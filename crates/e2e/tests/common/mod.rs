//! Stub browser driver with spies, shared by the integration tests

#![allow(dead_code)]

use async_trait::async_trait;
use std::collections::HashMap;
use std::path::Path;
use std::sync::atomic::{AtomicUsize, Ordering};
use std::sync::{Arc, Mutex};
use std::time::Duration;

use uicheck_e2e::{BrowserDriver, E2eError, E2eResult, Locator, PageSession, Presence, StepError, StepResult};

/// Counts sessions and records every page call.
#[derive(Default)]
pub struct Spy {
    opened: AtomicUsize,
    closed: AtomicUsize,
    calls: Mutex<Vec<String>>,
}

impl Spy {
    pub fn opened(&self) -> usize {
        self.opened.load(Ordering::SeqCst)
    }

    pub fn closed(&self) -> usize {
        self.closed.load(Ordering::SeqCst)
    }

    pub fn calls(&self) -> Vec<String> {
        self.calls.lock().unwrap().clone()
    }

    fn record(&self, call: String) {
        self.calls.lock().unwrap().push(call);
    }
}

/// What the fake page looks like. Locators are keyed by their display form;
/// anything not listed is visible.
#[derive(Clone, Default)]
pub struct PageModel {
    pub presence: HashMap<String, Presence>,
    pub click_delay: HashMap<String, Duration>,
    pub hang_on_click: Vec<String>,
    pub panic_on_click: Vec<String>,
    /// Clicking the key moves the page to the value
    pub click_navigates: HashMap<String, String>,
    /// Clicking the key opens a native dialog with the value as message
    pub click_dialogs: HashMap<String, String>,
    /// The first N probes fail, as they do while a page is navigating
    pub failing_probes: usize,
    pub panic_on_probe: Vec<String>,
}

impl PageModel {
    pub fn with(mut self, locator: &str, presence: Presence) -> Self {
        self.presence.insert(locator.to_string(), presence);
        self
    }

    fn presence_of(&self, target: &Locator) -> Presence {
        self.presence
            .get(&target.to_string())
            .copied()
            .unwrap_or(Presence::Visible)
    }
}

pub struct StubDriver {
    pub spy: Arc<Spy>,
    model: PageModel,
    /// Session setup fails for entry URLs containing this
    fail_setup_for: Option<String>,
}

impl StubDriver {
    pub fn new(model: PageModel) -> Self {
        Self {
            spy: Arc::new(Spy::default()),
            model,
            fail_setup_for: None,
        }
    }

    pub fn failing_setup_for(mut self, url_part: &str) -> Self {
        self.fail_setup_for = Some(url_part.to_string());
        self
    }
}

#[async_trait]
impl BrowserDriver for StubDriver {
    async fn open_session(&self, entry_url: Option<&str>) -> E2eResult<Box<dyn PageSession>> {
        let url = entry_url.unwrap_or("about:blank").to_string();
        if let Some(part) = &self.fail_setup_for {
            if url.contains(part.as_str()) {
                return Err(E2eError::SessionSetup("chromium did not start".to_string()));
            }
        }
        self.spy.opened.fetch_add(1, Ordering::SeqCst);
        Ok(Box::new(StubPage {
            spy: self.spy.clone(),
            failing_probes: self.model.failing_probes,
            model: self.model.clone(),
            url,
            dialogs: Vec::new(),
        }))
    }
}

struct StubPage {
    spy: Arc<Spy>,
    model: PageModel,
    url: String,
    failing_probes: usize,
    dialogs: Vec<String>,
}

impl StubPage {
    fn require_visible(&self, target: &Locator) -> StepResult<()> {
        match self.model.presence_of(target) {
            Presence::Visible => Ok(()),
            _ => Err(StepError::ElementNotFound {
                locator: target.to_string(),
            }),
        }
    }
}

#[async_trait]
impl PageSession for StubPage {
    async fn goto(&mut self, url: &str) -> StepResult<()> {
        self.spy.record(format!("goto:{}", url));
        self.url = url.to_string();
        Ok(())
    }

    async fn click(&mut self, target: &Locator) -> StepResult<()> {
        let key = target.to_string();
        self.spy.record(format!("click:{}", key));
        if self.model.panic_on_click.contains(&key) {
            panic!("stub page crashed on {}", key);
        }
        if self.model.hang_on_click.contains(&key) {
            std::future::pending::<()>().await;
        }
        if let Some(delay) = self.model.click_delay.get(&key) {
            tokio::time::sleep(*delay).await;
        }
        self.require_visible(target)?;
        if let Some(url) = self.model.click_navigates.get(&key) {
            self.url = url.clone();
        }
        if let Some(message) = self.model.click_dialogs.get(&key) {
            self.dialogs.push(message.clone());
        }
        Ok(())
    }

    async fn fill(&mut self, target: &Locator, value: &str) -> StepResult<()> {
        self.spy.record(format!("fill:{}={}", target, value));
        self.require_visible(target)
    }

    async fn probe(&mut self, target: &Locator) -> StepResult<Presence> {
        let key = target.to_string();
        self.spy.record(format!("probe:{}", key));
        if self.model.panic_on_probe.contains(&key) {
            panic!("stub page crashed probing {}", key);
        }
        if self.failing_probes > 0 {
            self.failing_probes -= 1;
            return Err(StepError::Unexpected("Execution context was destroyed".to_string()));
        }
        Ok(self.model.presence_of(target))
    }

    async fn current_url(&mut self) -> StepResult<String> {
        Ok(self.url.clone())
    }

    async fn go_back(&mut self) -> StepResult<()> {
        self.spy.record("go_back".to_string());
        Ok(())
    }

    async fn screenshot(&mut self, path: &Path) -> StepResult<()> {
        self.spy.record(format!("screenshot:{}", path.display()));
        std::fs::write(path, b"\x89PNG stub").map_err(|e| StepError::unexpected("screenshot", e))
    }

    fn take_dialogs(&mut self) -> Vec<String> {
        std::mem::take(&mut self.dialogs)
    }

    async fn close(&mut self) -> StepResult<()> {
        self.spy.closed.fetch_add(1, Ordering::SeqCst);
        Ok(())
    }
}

* * * * * * *

• **What the task asks**:
Would you please return all lines of the data that include the word "Duration"?

• **Response to this exercise**:
use std::time::Duration;
    pub click_delay: HashMap<String, Duration>,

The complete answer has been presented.